Work task |
Exactness is required throughout. Return every record once more.

------ Provided entries ------

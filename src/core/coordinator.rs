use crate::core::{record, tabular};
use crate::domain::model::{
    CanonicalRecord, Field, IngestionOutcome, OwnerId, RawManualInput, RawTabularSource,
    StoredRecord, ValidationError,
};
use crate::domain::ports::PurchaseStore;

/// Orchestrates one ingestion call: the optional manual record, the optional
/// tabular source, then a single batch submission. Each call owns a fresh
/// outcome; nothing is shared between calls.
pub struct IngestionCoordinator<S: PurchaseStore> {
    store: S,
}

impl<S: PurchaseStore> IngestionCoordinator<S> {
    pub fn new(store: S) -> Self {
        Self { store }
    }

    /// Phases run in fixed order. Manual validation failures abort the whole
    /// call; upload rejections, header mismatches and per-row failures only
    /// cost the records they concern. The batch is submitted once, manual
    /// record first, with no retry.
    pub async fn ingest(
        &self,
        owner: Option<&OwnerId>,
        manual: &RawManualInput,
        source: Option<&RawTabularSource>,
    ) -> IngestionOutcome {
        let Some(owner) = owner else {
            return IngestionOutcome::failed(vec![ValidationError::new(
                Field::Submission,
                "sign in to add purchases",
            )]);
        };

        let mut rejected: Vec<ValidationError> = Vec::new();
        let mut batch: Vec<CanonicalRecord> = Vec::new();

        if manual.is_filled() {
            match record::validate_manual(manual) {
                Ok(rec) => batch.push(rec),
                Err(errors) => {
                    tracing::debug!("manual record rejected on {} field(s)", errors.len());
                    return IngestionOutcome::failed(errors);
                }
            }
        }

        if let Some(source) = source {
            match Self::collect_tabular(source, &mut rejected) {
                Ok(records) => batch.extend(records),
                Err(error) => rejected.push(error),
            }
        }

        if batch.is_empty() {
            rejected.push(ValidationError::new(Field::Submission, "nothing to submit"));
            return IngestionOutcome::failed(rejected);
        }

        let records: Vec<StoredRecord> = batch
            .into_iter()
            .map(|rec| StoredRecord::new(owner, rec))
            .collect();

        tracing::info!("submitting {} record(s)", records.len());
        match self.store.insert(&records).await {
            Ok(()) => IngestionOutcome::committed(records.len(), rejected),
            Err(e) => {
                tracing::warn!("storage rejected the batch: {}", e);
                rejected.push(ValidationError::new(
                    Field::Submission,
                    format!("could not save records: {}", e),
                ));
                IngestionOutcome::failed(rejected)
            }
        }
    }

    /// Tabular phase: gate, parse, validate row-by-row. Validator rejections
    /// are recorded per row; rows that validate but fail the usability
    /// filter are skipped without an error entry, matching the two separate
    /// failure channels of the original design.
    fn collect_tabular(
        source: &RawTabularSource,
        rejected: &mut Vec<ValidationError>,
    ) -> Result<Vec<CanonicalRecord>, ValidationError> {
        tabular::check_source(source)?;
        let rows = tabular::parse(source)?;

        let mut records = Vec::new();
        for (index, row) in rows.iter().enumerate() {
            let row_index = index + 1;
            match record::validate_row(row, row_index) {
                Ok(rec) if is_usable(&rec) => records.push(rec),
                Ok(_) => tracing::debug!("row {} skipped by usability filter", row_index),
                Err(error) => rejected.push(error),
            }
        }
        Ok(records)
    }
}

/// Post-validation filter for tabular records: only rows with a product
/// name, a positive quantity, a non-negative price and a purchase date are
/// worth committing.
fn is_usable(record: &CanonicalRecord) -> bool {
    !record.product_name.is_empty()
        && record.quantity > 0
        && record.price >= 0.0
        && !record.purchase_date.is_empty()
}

------

Worked solution |
filename src/core/coordinator.rs
use crate::core::{record, tabular};
use crate::domain::model::{
    CanonicalRecord, Field, IngestionOutcome, OwnerId, RawManualInput, RawTabularSource,
    StoredRecord, ValidationError,
};
use crate::domain::ports::PurchaseStore;

/// Orchestrates one ingestion call: the optional manual record, the optional
/// tabular source, then a single batch submission. Each call owns a fresh
/// outcome; nothing is shared between calls.
pub struct IngestionCoordinator<S: PurchaseStore> {
    store: S,
}

impl<S: PurchaseStore> IngestionCoordinator<S> {
    pub fn new(store: S) -> Self {
        Self { store }
    }

    /// Phases run in fixed order. Manual validation failures abort the whole
    /// call; upload rejections, header mismatches and per-row failures only
    /// cost the records they concern. The batch is submitted once, manual
    /// record first, with no retry.
    pub async fn ingest(
        &self,
        owner: Option<&OwnerId>,
        manual: &RawManualInput,
        source: Option<&RawTabularSource>,
    ) -> IngestionOutcome {
        let Some(owner) = owner else {
            return IngestionOutcome::failed(vec![ValidationError::new(
                Field::Submission,
                "sign in to add purchases",
            )]);
        };

        let mut rejected: Vec<ValidationError> = Vec::new();
        let mut batch: Vec<CanonicalRecord> = Vec::new();

        if manual.is_filled() {
            match record::validate_manual(manual) {
                Ok(rec) => batch.push(rec),
                Err(errors) => {
                    tracing::debug!("manual record rejected on {} field(s)", errors.len());
                    return IngestionOutcome::failed(errors);
                }
            }
        }

        if let Some(source) = source {
            match Self::collect_tabular(source, &mut rejected) {
                Ok(records) => batch.extend(records),
                Err(error) => rejected.push(error),
            }
        }

        if batch.is_empty() {
            rejected.push(ValidationError::new(Field::Submission, "nothing to submit"));
            return IngestionOutcome::failed(rejected);
        }

        let records: Vec<StoredRecord> = batch
            .into_iter()
            .map(|rec| StoredRecord::new(owner, rec))
            .collect();

        tracing::info!("submitting {} record(s)", records.len());
        match self.store.insert(&records).await {
            Ok(()) => IngestionOutcome::committed(records.len(), rejected),
            Err(e) => {
                tracing::warn!("storage rejected the batch: {}", e);
                rejected.push(ValidationError::new(
                    Field::Submission,
                    format!("could not save records: {}", e),
                ));
                IngestionOutcome::failed(rejected)
            }
        }
    }

    /// Tabular phase: gate, parse, validate row-by-row. Validator rejections
    /// are recorded per row; rows that validate but fail the usability
    /// filter are skipped without an error entry, matching the two separate
    /// failure channels of the original design.
    fn collect_tabular(
        source: &RawTabularSource,
        rejected: &mut Vec<ValidationError>,
    ) -> Result<Vec<CanonicalRecord>, ValidationError> {
        tabular::check_source(source)?;
        let rows = tabular::parse(source)?;

        let mut records = Vec::new();
        for (index, row) in rows.iter().enumerate() {
            let row_index = index + 1;
            match record::validate_row(row, row_index) {
                Ok(rec) if is_usable(&rec) => records.push(rec),
                Ok(_) => tracing::debug!("row {} skipped by usability filter", row_index),
                Err(error) => rejected.push(error),
            }
        }
        Ok(records)
    }
}

/// Post-validation filter for tabular records: only rows with a product
/// name, a positive quantity, a non-negative price and a purchase date are
/// worth committing.
fn is_usable(record: &CanonicalRecord) -> bool {
    !record.product_name.is_empty()
        && record.quantity > 0
        && record.price >= 0.0
        && !record.purchase_date.is_empty()
}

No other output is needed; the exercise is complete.